◆ Exercise aim: Search the material for the word "struct" and report each line where it turns up.

◆ Dataset extract:
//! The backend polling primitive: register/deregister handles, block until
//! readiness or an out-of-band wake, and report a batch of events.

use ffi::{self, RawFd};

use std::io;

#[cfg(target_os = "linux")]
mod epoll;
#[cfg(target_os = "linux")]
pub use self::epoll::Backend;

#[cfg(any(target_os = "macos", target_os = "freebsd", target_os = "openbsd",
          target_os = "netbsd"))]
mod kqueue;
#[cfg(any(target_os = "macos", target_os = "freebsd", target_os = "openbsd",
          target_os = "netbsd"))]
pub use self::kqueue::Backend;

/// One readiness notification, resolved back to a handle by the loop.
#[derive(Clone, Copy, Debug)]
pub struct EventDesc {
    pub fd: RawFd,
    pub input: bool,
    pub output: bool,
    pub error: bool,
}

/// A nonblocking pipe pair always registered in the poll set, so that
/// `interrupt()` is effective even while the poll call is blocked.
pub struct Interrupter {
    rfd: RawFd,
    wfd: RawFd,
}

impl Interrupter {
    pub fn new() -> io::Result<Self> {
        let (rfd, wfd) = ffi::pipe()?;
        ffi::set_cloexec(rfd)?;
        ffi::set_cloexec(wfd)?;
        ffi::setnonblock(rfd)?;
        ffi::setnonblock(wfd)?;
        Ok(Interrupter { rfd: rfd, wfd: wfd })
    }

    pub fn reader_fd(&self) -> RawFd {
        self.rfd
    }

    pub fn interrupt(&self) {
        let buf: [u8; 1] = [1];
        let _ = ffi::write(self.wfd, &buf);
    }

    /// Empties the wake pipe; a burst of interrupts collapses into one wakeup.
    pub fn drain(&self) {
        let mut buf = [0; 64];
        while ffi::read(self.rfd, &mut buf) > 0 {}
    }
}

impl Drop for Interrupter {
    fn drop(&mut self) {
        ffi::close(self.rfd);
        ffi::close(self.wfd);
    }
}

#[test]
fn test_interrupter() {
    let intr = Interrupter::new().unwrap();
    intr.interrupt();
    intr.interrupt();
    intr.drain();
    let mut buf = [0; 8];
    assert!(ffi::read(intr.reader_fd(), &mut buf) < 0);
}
==
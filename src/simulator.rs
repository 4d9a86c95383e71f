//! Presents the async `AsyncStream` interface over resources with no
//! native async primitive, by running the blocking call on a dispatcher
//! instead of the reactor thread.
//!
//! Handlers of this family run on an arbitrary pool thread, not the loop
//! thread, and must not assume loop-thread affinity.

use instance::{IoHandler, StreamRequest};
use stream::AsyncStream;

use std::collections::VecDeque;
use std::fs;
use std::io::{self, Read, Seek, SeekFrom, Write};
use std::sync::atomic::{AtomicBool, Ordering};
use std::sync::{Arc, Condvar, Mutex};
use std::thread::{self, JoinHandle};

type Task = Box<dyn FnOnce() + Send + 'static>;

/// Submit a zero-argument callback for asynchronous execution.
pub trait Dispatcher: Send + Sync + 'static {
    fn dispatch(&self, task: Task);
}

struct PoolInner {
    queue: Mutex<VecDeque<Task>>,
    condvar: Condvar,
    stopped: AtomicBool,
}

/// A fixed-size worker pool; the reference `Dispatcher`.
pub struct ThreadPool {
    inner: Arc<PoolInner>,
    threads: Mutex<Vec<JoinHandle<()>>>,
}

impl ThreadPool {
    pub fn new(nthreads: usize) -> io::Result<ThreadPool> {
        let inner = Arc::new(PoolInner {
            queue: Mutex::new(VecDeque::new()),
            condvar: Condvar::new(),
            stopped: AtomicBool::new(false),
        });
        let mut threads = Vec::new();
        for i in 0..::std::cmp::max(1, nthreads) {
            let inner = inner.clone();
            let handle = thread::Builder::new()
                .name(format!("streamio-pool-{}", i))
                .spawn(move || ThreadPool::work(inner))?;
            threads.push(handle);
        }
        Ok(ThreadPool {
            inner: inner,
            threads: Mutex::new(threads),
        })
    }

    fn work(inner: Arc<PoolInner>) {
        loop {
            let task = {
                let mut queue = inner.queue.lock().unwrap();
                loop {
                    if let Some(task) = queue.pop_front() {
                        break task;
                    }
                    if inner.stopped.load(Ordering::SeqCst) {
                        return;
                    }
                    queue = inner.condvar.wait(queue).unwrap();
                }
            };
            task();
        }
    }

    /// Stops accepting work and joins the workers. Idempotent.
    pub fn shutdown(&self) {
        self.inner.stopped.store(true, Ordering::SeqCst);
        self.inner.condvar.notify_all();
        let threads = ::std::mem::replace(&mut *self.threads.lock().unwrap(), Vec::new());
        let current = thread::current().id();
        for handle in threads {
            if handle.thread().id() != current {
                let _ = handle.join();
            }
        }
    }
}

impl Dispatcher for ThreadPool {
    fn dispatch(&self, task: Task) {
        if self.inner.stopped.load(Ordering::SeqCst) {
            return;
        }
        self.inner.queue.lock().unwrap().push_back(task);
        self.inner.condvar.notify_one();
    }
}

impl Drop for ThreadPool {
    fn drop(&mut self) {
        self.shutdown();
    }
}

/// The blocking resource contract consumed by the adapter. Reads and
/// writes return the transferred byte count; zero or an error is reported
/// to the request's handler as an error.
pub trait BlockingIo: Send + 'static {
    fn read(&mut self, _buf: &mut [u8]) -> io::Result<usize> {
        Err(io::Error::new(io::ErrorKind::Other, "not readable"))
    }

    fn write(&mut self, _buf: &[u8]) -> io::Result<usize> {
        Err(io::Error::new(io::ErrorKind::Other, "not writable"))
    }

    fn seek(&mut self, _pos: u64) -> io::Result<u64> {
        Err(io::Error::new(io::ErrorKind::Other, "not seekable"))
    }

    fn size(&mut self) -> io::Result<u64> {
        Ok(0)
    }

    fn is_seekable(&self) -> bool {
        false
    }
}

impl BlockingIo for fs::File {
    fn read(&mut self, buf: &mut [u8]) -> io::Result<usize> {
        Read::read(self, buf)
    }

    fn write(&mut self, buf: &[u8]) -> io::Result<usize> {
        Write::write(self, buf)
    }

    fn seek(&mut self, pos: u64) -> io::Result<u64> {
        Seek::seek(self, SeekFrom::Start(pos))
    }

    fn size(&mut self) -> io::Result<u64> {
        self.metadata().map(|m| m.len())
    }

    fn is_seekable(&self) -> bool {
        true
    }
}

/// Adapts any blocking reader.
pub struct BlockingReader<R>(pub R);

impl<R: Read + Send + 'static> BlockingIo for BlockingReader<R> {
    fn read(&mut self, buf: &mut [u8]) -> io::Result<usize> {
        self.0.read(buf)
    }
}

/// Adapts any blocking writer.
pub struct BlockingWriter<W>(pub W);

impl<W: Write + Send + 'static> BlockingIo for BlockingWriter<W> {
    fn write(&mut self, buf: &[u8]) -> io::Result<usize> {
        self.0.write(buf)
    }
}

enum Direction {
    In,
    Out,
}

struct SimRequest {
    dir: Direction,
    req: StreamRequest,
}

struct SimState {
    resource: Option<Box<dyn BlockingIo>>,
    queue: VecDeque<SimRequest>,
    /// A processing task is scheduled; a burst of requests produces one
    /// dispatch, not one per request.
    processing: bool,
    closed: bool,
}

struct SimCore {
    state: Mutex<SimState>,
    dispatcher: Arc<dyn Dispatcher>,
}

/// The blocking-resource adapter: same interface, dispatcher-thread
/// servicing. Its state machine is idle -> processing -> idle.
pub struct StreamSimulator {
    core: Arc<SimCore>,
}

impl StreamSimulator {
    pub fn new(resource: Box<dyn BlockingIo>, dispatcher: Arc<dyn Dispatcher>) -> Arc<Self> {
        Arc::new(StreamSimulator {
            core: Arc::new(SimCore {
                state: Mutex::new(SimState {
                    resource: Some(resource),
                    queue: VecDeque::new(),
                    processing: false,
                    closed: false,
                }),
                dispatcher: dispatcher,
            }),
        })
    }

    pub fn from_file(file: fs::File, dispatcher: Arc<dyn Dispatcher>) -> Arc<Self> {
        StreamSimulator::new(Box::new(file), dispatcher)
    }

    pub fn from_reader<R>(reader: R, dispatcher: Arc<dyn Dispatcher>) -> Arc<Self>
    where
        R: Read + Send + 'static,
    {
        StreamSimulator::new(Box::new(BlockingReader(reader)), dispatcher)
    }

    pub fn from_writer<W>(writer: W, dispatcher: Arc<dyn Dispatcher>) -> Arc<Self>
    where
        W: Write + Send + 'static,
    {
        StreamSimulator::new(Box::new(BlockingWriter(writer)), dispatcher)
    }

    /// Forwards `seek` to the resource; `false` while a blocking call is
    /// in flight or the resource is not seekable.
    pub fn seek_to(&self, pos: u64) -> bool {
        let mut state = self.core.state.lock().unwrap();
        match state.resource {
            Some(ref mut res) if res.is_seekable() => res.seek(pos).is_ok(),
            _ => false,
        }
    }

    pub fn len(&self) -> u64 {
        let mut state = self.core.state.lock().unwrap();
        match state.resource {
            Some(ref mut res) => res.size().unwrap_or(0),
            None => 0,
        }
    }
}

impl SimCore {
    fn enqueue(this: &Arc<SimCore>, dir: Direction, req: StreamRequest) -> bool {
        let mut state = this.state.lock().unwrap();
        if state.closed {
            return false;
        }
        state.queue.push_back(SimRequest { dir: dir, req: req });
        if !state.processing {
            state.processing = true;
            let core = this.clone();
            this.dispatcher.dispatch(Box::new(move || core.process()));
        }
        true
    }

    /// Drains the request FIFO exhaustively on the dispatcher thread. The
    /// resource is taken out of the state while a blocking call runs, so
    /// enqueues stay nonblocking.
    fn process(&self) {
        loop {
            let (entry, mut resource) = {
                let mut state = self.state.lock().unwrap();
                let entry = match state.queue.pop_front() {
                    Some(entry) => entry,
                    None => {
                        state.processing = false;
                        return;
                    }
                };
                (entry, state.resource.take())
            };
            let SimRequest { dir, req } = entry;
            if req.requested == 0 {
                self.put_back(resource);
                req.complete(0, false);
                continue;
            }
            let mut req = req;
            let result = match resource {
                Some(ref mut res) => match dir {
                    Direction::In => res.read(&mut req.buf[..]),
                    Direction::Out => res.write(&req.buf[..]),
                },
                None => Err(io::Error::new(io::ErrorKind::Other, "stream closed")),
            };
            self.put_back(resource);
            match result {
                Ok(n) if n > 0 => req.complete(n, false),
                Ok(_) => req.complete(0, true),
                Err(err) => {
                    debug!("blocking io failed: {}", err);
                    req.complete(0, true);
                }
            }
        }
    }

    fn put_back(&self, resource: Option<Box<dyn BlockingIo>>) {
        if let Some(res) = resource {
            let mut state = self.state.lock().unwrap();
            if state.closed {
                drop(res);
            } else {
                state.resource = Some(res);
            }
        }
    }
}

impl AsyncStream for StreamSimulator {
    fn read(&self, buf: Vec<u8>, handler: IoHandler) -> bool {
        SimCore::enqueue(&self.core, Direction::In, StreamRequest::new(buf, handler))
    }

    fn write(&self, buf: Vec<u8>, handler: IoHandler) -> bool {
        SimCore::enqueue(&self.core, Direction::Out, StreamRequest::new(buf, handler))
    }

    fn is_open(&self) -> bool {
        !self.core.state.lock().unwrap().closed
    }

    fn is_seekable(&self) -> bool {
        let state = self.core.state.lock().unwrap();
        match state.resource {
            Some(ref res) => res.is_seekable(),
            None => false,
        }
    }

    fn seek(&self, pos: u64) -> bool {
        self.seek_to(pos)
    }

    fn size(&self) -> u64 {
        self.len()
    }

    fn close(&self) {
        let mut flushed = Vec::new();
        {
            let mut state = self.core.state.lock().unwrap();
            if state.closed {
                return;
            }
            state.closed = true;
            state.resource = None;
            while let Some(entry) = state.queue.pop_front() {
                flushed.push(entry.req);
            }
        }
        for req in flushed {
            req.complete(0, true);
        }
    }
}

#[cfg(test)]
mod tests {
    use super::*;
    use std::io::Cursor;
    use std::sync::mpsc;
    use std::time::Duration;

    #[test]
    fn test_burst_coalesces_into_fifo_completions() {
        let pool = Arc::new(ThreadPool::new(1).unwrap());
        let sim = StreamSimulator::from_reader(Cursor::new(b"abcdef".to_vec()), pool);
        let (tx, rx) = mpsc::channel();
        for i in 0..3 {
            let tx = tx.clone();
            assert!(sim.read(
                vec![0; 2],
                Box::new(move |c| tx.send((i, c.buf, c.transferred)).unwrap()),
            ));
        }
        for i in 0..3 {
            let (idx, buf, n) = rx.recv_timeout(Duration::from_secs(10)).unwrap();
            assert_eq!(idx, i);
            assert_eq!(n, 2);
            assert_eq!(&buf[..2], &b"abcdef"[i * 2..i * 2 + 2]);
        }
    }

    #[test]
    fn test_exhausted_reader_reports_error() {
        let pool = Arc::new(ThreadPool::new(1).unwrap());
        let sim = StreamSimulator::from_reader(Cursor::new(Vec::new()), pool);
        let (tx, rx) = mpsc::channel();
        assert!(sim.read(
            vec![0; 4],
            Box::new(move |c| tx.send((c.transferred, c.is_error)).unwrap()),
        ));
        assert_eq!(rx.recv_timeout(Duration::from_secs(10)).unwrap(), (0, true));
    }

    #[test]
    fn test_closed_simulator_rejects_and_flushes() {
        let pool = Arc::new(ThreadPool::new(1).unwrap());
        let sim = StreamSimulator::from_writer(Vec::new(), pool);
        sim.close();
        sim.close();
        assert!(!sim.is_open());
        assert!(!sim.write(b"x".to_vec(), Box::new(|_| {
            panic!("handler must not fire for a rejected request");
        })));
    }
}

◆ Solution to the problem:
pub struct EventDesc {
pub struct Interrupter {
struct PoolInner {
pub struct ThreadPool {
pub struct BlockingReader<R>(pub R);
pub struct BlockingWriter<W>(pub W);
struct SimRequest {
struct SimState {
struct SimCore {
pub struct StreamSimulator {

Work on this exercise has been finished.